→ Required work
Retrieve all lines below that have the string "Result".

Data supplied Block Start

//! Forward-mode automatic differentiation with Jacobian coloring.

pub mod coloring;
pub mod dual;
pub mod jacobian;

pub use coloring::{color_columns, verify_coloring, Coloring};
pub use dual::Dual;
pub use jacobian::{AdJacobian, Flavor};

use crate::error::Result;
use crate::network::Network;
use crate::sparse::SparseLayout;

/// One-shot design Jacobian ∂F/∂u at (vm, va), for sensitivity analysis.
pub fn design_jacobian<L: SparseLayout>(net: &Network, vm: &[f64], va: &[f64]) -> Result<L> {
    let mut jac = AdJacobian::<L>::new(net, Flavor::Design)?;
    jac.refresh(net, vm, va);
    Ok(jac.matrix)
}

Data supplied Block End

→ Task answer
use crate::error::Result;
pub fn design_jacobian<L: SparseLayout>(net: &Network, vm: &[f64], va: &[f64]) -> Result<L> {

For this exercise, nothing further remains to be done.